The Steeds filed the notice of claim with Pywell on December 27, 2006. Upon receipt of the notice, Pywell forwarded the claim to William Ridge, the Utility's general manager. Ridge informed the Utility's attorney and liability insurer about the claim. Ridge stated that he informed the Utility's Board of the claim "probably . . . within the next day" after Pywell forwarded the notice to him. At a subsequent meeting of the Board, Ridge told the Board that it did not need to take any immediate action on the claim because it was being handled by the insurer.
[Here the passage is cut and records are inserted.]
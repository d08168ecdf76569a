//! OpenAI-shaped Claude adapter
//!
//! For gateways that expose Claude models behind an OpenAI-style deployment:
//! the body still speaks the Messages wire format and passes through
//! unchanged, but the credential travels as a bearer token.

use std::future::Future;
use std::pin::Pin;

use credential_pool::{CredentialMaterial, CredentialRecord};
use reqwest::header::{HeaderMap, HeaderValue};
use serde_json::Value;

use crate::anthropic::{serialize_body, supports};
use crate::descriptor::ProviderDescriptor;
use crate::headers::forward_default;
use crate::model_map::ModelMap;
use crate::{Capabilities, Error, ProviderAdapter, Result, TransformedRequest, UpstreamRequest};

pub struct OpenAiClaudeAdapter {
    display_name: String,
    base_url: String,
    models: Vec<String>,
    map: ModelMap,
    transparent_auth: bool,
}

impl OpenAiClaudeAdapter {
    pub fn new(descriptor: &ProviderDescriptor) -> Self {
        Self {
            display_name: descriptor.id.clone(),
            base_url: descriptor.base_url_trimmed().to_string(),
            models: descriptor.models.clone(),
            map: ModelMap::new(&descriptor.model_mapping),
            transparent_auth: descriptor.transparent_auth,
        }
    }
}

impl ProviderAdapter for OpenAiClaudeAdapter {
    fn display_name(&self) -> &str {
        &self.display_name
    }

    fn base_url(&self) -> &str {
        &self.base_url
    }

    fn capabilities(&self) -> Capabilities {
        Capabilities {
            streaming: true,
            transparent_auth: self.transparent_auth,
            ..Capabilities::default()
        }
    }

    fn map_model(&self, client_model: &str) -> String {
        self.map
            .lookup(client_model)
            .map(str::to_string)
            .unwrap_or_else(|| client_model.to_string())
    }

    fn list_models(&self) -> Vec<String> {
        self.models.clone()
    }

    fn supports_model(&self, client_model: &str) -> bool {
        supports(&self.map, &self.models, client_model)
    }

    fn forward_headers(&self, client_headers: &HeaderMap) -> HeaderMap {
        forward_default(client_headers)
    }

    fn transform_request(
        &self,
        body: &Value,
        path: &str,
        _streaming: bool,
    ) -> Result<TransformedRequest> {
        let mut body = body.clone();
        if let Some(model) = body.get("model").and_then(Value::as_str) {
            body["model"] = Value::String(self.map_model(model));
        }
        Ok(TransformedRequest {
            body: serialize_body(&body)?,
            url: format!("{}{}", self.base_url, path),
        })
    }

    fn authenticate<'a>(
        &'a self,
        request: &'a mut UpstreamRequest,
        credential: &'a CredentialRecord,
    ) -> Pin<Box<dyn Future<Output = Result<()>> + Send + 'a>> {
        Box::pin(async move {
            let token = match &credential.material {
                CredentialMaterial::Bearer(token) => token,
                CredentialMaterial::ApiKey(key) => key,
                _ => {
                    return Err(Error::Credential(format!(
                        "credential {} cannot be sent as a bearer token",
                        credential.id
                    )));
                }
            };
            let value = HeaderValue::from_str(&format!("Bearer {}", token.expose()))
                .map_err(|_| Error::Credential("token contains invalid bytes".into()))?;
            request.headers.insert(reqwest::header::AUTHORIZATION, value);
            Ok(())
        })
    }
}

#[cfg(test)]
mod tests {
    use super::*;
    use common::SecretString;
    use std::collections::HashMap;

    fn adapter() -> OpenAiClaudeAdapter {
        OpenAiClaudeAdapter::new(&ProviderDescriptor {
            id: "shaped".into(),
            variant: crate::Variant::OpenAiClaude,
            base_url: "https://gw.example.com/".into(),
            models: vec![],
            model_mapping: HashMap::from([(
                "claude-".to_string(),
                "claude-proxy-default".to_string(),
            )]),
            priority: 0,
            weight: 1,
            enabled: true,
            transparent_auth: true,
        })
    }

    #[tokio::test]
    async fn injects_bearer_token() {
        let a = adapter();
        let mut request = UpstreamRequest {
            url: String::new(),
            headers: HeaderMap::new(),
            body: bytes::Bytes::new(),
        };
        let credential = CredentialRecord::new(
            "b",
            CredentialMaterial::Bearer(SecretString::new("tok-123")),
            0,
            0,
            0,
            1,
        );
        a.authenticate(&mut request, &credential).await.unwrap();
        assert_eq!(
            request.headers.get("authorization").unwrap(),
            "Bearer tok-123"
        );
    }

    #[tokio::test]
    async fn api_key_material_is_accepted_as_bearer() {
        let a = adapter();
        let mut request = UpstreamRequest {
            url: String::new(),
            headers: HeaderMap::new(),
            body: bytes::Bytes::new(),
        };
        let credential = CredentialRecord::new(
            "k",
            CredentialMaterial::ApiKey(SecretString::new("sk-x")),
            0,
            0,
            0,
            1,
        );
        a.authenticate(&mut request, &credential).await.unwrap();
        assert_eq!(request.headers.get("authorization").unwrap(), "Bearer sk-x");
    }

    #[test]
    fn transparent_auth_capability_follows_descriptor() {
        assert!(adapter().capabilities().transparent_auth);
    }

    #[test]
    fn model_is_mapped_in_body() {
        let a = adapter();
        let body = serde_json::json!({"model": "claude-sonnet-4"});
        let transformed = a.transform_request(&body, "/v1/messages", false).unwrap();
        let out: Value = serde_json::from_slice(&transformed.body).unwrap();
        assert_eq!(out["model"], "claude-proxy-default");
        assert_eq!(transformed.url, "https://gw.example.com/v1/messages");
    }
}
On January 2, 2007, the Steeds filed a petition against the Utility and GunterNelson in McPherson County District Court, alleging negligence, respondeat superior, and loss of consortium. At this point, the Steeds had received no response from the Utility regarding their claim, nor had the 120-day presumptive notice period expired as required by the statute. Nevertheless, the Steeds filed the petition as a precaution because the 2-year statute of limitations on their negligence claim was set to expire on January 6, 2007. The Utility filed its answer on February 5, 2007. The answer asserted that the Steeds had failed to substantially comply with the notice filing requirements of K.S.A. 2008 Supp. 12-105b(d) because the notice was not served on the Utility's "clerk or governing body" as required by the statute.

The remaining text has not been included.